Please give back word for word the lines below, from the first one through the one with "cache is gone.".
......
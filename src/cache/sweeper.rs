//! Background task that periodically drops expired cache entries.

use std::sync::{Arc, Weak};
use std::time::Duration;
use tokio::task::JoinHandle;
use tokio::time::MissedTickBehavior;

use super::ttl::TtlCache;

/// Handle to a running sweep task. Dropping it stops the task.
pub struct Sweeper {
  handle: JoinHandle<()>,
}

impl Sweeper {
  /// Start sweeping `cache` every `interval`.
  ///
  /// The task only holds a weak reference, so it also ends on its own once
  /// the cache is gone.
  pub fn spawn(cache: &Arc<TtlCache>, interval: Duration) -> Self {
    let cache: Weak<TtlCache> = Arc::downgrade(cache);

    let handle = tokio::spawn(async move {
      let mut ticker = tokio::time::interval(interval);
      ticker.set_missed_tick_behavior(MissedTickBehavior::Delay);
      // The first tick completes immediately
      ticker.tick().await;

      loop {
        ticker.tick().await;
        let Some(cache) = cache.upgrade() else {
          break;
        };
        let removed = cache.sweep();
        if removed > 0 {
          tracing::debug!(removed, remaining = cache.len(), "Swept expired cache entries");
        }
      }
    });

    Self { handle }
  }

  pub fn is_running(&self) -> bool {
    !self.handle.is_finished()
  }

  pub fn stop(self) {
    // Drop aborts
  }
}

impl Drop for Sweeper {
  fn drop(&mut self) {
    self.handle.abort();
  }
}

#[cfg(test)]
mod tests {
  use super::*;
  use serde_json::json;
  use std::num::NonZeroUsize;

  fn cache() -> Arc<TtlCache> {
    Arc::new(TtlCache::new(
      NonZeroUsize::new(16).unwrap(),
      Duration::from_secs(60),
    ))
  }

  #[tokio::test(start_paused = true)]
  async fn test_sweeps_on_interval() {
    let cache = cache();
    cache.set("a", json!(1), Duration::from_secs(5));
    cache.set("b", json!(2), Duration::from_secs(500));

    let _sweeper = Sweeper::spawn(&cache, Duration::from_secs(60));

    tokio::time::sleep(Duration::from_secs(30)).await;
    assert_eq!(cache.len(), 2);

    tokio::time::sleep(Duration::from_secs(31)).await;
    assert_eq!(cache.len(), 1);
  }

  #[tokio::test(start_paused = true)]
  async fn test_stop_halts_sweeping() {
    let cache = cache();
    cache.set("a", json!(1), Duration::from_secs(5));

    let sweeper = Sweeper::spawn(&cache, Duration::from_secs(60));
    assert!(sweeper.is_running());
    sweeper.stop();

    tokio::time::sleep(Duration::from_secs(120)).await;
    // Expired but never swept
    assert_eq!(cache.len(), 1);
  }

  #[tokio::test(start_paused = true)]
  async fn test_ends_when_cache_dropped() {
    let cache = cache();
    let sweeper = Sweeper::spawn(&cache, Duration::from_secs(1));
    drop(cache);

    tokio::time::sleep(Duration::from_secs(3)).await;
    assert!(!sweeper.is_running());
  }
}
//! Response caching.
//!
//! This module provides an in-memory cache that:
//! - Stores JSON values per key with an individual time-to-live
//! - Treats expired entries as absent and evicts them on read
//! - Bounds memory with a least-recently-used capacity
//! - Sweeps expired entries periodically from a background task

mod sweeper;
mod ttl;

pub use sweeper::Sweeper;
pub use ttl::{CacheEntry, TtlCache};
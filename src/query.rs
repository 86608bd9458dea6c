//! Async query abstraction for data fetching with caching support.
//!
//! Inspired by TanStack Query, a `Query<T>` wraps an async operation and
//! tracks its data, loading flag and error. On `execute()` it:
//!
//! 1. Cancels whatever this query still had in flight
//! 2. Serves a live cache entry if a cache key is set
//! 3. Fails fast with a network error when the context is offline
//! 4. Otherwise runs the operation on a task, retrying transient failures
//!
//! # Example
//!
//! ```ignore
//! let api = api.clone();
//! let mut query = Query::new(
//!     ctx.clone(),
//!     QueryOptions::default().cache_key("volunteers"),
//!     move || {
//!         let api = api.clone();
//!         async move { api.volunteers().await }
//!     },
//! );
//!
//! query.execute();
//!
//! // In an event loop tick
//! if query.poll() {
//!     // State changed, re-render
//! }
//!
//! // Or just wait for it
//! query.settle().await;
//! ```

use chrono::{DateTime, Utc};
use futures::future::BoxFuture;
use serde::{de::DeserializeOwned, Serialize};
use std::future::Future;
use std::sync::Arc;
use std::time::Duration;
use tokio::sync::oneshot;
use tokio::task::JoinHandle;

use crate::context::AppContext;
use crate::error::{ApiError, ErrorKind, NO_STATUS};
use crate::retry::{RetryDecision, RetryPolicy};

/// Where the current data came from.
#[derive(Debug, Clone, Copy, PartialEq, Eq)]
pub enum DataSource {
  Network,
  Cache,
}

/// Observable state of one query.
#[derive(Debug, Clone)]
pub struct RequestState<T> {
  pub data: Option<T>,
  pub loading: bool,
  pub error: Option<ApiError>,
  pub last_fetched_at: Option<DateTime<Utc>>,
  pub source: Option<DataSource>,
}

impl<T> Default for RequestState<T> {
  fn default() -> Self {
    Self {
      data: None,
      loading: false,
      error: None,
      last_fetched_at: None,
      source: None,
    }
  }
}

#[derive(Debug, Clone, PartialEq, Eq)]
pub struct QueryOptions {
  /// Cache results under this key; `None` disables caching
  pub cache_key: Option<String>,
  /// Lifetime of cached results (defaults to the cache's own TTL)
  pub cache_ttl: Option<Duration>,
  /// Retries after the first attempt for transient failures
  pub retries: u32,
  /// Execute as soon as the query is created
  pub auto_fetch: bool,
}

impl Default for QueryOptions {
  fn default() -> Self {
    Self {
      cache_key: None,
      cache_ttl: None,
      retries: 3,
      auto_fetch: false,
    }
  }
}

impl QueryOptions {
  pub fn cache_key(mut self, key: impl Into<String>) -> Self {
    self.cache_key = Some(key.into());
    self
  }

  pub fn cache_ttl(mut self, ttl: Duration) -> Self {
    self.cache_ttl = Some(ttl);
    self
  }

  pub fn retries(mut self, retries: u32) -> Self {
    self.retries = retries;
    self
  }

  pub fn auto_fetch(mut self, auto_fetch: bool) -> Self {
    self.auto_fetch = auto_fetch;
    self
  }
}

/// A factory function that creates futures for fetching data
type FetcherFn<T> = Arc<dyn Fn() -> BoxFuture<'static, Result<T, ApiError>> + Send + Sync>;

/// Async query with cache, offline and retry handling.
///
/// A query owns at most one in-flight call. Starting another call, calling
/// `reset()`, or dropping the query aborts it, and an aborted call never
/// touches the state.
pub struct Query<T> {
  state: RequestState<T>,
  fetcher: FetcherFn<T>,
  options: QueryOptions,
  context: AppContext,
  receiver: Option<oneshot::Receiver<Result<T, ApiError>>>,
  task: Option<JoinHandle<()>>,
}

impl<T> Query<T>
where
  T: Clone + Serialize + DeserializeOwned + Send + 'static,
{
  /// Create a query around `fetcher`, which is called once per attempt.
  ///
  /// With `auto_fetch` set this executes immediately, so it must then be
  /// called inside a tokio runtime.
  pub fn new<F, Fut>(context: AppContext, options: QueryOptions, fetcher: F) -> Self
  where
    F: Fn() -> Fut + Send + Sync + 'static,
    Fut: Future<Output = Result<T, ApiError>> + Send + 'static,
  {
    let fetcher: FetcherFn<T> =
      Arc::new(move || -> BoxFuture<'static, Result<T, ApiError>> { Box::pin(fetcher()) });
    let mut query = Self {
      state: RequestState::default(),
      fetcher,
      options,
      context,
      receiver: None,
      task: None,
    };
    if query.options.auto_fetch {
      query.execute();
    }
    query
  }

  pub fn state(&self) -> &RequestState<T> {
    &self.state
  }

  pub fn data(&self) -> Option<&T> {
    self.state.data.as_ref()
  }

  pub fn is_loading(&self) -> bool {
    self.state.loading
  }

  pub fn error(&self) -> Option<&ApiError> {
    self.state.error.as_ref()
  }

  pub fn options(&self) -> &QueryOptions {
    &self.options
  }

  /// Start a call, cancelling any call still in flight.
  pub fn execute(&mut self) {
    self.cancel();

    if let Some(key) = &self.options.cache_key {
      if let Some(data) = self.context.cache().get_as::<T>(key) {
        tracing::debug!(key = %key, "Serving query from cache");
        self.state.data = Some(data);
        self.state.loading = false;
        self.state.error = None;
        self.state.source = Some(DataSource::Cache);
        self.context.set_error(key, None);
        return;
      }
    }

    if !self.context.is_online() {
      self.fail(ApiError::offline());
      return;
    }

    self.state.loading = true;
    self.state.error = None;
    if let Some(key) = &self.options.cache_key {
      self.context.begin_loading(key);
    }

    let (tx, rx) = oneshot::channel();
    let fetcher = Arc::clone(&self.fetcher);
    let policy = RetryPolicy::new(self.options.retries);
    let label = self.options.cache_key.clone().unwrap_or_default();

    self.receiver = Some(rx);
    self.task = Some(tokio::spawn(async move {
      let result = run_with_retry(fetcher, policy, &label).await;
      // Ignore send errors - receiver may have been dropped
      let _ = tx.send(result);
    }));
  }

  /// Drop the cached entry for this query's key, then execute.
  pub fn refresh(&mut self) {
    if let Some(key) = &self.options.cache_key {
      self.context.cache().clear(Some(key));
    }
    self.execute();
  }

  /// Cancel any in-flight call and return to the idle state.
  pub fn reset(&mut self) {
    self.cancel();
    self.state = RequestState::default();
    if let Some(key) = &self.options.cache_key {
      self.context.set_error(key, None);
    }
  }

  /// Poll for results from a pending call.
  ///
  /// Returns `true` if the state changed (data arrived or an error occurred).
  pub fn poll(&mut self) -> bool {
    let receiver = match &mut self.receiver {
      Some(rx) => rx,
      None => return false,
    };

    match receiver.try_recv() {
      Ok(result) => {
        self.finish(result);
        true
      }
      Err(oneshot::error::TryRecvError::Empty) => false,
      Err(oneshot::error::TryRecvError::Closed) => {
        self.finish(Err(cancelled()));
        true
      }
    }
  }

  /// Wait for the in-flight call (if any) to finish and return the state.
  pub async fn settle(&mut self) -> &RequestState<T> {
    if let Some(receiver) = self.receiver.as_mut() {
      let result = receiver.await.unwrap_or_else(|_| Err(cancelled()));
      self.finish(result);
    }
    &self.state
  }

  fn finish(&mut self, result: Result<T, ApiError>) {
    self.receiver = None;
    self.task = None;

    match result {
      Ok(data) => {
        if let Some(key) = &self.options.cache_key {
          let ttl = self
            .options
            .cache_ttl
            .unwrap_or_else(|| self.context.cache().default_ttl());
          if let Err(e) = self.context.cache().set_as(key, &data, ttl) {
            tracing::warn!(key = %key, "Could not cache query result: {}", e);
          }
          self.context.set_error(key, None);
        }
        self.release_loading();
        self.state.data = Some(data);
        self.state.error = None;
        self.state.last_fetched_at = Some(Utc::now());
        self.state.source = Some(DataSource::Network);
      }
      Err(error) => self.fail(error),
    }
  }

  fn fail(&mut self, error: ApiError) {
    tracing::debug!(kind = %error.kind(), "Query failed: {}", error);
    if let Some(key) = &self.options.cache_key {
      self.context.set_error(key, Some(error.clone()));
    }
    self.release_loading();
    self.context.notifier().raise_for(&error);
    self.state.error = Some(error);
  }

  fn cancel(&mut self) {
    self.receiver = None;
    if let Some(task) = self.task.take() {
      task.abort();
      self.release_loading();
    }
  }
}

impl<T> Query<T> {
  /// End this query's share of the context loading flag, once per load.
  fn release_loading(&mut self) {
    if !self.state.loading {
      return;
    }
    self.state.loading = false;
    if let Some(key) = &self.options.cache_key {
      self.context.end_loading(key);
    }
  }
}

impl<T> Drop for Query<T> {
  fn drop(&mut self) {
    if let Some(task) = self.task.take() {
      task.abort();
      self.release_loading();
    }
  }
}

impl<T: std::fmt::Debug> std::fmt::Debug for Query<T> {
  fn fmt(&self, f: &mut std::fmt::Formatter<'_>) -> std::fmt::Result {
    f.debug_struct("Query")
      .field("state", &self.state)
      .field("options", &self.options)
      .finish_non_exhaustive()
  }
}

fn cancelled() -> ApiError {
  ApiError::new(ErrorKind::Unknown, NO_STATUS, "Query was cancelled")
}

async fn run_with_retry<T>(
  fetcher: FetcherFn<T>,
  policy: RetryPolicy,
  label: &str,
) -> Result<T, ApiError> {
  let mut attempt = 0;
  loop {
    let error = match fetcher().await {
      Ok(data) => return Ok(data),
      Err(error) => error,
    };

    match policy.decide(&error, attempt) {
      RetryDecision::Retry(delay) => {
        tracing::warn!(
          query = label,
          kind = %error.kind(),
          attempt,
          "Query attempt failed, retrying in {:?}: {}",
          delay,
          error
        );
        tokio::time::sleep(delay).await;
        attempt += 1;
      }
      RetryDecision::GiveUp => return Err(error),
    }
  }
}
......
**Your solution**
filename src/cache/sweeper.rs
//! Background task that periodically drops expired cache entries.

use std::sync::{Arc, Weak};
use std::time::Duration;
use tokio::task::JoinHandle;
use tokio::time::MissedTickBehavior;

use super::ttl::TtlCache;

/// Handle to a running sweep task. Dropping it stops the task.
pub struct Sweeper {
  handle: JoinHandle<()>,
}

impl Sweeper {
  /// Start sweeping `cache` every `interval`.
  ///
  /// The task only holds a weak reference, so it also ends on its own once
  /// the cache is gone.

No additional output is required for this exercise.